Wherever a line in the data holds the word "false", pull that line out.

== Information ==

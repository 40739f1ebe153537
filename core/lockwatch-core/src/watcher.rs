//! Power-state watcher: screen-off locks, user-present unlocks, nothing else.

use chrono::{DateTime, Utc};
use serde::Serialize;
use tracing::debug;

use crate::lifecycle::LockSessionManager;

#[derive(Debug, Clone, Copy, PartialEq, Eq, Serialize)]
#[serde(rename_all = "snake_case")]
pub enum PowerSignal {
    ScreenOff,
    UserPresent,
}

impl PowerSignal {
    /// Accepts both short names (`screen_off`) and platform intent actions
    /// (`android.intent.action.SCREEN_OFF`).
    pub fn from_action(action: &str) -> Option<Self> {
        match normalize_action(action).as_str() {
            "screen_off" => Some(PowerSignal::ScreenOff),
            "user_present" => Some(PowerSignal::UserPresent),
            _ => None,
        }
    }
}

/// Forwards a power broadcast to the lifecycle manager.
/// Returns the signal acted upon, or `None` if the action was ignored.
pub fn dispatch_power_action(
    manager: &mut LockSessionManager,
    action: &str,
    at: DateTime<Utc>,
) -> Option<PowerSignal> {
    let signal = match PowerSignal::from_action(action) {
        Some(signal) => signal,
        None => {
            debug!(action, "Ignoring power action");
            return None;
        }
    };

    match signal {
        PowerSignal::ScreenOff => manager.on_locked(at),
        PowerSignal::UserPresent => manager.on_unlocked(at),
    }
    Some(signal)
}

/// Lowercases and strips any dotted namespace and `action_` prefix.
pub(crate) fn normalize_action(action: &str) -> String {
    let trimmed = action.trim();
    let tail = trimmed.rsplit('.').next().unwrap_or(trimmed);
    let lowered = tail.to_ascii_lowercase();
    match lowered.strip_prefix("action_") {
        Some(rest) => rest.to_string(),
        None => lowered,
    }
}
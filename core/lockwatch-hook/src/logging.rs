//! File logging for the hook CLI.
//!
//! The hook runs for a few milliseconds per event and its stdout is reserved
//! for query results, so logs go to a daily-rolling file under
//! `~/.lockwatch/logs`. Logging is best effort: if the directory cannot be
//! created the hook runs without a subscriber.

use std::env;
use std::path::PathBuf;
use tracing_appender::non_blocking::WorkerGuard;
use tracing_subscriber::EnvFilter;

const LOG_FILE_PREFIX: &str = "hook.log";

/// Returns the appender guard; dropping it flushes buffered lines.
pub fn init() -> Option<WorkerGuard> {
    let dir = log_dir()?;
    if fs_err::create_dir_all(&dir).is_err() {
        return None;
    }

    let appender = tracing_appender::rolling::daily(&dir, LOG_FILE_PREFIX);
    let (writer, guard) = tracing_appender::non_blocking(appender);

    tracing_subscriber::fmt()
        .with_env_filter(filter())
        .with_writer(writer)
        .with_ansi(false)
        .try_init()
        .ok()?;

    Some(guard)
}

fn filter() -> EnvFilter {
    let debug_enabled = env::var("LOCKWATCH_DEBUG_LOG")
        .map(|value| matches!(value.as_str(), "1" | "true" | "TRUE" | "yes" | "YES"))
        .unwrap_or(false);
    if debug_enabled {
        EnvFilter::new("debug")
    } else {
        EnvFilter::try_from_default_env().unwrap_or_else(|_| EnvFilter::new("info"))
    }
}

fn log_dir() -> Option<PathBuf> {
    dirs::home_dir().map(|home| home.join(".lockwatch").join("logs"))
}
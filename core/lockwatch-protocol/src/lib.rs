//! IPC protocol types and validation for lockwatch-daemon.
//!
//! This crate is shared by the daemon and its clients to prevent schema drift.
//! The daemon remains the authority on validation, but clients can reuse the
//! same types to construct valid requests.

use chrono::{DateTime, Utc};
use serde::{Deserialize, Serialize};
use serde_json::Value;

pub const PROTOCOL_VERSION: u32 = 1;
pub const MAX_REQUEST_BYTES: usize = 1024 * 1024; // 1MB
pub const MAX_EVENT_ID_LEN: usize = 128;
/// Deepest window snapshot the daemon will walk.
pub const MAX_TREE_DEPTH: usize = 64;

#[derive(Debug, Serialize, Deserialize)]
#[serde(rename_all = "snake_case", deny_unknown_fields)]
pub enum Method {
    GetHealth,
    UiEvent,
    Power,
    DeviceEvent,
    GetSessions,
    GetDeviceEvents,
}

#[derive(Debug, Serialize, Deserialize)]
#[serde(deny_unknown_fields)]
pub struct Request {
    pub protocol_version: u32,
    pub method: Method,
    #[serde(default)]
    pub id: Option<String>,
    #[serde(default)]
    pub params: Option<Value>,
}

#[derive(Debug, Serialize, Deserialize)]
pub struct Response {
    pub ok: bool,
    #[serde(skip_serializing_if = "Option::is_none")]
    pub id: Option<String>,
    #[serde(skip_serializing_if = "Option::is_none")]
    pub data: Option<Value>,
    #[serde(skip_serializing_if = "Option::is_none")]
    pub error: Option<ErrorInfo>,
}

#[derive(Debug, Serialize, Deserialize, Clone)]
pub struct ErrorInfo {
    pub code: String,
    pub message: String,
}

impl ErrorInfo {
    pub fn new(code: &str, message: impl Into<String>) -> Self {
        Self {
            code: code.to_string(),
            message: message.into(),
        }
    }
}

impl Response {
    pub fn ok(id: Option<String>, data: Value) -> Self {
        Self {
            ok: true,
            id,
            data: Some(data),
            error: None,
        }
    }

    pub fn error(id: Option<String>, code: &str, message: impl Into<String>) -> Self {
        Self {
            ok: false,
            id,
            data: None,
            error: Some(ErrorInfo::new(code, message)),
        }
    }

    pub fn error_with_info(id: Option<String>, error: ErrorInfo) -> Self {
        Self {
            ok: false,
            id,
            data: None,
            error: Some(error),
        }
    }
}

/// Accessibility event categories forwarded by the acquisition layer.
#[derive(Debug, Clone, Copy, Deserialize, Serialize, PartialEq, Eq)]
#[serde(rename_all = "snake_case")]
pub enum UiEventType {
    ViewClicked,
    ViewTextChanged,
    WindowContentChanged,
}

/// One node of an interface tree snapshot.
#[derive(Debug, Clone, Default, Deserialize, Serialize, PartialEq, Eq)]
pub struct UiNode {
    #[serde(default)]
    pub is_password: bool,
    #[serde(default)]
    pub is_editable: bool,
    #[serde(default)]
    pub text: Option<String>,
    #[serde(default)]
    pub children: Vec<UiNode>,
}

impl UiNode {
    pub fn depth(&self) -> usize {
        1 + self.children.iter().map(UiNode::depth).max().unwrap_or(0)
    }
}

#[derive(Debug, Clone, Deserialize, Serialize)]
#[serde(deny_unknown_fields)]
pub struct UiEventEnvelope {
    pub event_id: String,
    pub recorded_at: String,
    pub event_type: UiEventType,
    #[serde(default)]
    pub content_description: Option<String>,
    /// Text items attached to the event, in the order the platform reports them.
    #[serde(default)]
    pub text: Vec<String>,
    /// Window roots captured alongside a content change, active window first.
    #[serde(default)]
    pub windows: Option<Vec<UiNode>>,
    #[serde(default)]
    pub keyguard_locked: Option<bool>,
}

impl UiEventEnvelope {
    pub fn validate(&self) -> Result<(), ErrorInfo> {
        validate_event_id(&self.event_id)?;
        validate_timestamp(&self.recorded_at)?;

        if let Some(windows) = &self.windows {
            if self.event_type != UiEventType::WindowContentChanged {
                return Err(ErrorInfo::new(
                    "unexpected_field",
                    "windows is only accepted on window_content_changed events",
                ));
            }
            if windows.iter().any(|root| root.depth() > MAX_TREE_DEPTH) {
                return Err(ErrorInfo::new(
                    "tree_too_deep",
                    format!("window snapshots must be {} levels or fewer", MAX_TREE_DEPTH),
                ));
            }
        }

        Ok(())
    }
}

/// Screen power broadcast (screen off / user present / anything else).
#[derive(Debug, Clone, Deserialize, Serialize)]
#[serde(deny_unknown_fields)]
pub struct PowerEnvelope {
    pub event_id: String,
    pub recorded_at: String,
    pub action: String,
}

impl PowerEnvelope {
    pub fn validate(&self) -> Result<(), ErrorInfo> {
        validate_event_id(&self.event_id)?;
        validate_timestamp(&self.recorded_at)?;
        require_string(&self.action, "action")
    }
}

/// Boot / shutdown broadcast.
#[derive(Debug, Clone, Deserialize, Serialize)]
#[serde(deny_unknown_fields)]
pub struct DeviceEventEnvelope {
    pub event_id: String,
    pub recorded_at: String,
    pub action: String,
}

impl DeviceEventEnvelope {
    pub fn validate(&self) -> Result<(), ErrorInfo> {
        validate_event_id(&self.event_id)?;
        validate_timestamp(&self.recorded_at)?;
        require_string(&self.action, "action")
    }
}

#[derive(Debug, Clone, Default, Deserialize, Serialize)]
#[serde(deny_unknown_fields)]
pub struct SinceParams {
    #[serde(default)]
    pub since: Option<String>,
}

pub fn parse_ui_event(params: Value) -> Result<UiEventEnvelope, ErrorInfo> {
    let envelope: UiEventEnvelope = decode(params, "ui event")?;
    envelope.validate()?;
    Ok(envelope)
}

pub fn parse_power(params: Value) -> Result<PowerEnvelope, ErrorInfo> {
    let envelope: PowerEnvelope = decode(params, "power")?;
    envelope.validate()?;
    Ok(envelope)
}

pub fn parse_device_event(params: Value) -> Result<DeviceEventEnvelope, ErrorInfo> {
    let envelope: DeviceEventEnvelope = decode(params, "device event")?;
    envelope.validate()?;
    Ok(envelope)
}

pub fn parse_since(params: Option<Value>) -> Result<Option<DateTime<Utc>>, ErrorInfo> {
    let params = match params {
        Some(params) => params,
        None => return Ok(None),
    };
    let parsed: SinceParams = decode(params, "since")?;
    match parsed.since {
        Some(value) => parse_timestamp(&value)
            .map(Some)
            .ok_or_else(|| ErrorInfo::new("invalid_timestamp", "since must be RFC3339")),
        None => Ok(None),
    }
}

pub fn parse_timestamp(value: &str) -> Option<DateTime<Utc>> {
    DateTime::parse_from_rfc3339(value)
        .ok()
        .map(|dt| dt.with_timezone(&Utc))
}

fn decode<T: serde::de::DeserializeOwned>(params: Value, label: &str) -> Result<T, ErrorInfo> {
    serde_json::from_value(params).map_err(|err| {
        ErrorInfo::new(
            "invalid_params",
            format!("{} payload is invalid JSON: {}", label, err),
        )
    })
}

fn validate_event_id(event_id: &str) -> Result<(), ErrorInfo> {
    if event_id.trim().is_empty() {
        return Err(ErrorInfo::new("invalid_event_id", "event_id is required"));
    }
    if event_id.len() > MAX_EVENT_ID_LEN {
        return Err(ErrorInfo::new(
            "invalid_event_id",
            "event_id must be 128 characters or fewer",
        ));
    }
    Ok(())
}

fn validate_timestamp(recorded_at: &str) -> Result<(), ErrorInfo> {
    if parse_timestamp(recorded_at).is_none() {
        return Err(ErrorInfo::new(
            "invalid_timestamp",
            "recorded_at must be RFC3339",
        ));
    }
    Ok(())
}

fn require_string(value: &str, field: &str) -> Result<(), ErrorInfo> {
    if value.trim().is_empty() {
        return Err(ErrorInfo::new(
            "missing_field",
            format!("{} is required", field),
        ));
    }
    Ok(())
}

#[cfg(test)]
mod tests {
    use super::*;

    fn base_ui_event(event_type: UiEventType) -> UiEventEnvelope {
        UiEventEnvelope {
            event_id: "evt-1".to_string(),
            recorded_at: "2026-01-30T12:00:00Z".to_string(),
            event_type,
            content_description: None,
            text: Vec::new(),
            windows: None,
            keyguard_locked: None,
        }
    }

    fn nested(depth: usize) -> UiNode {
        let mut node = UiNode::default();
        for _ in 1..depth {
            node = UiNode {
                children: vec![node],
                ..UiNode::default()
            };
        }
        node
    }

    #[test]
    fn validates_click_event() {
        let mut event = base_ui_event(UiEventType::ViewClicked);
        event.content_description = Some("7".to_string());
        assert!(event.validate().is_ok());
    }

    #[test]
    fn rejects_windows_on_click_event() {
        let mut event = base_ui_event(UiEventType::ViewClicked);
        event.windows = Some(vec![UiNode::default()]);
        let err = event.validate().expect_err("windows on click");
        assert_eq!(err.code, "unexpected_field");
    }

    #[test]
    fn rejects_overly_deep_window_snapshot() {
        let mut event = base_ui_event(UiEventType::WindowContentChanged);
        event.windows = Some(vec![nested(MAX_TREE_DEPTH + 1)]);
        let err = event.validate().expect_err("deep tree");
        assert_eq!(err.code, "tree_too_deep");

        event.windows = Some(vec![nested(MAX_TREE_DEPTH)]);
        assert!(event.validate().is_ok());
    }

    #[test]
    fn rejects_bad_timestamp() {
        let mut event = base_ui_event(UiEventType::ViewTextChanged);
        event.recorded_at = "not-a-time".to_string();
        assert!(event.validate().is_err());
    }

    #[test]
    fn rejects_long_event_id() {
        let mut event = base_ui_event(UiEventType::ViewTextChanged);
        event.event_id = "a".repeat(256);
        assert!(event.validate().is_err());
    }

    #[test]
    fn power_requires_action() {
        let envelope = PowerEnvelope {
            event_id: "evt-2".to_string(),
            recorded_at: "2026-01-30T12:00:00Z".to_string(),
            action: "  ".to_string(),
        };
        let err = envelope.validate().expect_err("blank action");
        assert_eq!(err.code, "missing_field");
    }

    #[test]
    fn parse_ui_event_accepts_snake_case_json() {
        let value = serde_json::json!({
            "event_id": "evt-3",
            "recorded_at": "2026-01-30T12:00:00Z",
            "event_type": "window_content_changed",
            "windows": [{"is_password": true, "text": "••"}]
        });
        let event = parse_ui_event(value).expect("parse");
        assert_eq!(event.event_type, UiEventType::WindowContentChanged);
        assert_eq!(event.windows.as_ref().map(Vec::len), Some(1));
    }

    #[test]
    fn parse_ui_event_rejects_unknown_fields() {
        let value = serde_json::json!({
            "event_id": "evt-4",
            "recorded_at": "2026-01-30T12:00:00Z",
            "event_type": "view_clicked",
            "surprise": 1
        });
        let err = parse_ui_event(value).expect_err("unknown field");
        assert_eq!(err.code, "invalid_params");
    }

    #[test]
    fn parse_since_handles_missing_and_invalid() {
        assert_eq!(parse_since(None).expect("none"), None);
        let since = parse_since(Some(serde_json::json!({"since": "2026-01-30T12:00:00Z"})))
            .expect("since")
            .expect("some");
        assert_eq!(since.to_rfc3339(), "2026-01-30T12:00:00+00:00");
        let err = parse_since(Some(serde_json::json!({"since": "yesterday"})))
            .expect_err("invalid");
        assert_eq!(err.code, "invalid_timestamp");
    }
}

===

__Exercise output__
        .with_ansi(false)
        .unwrap_or(false);
            ok: false,
            ok: false,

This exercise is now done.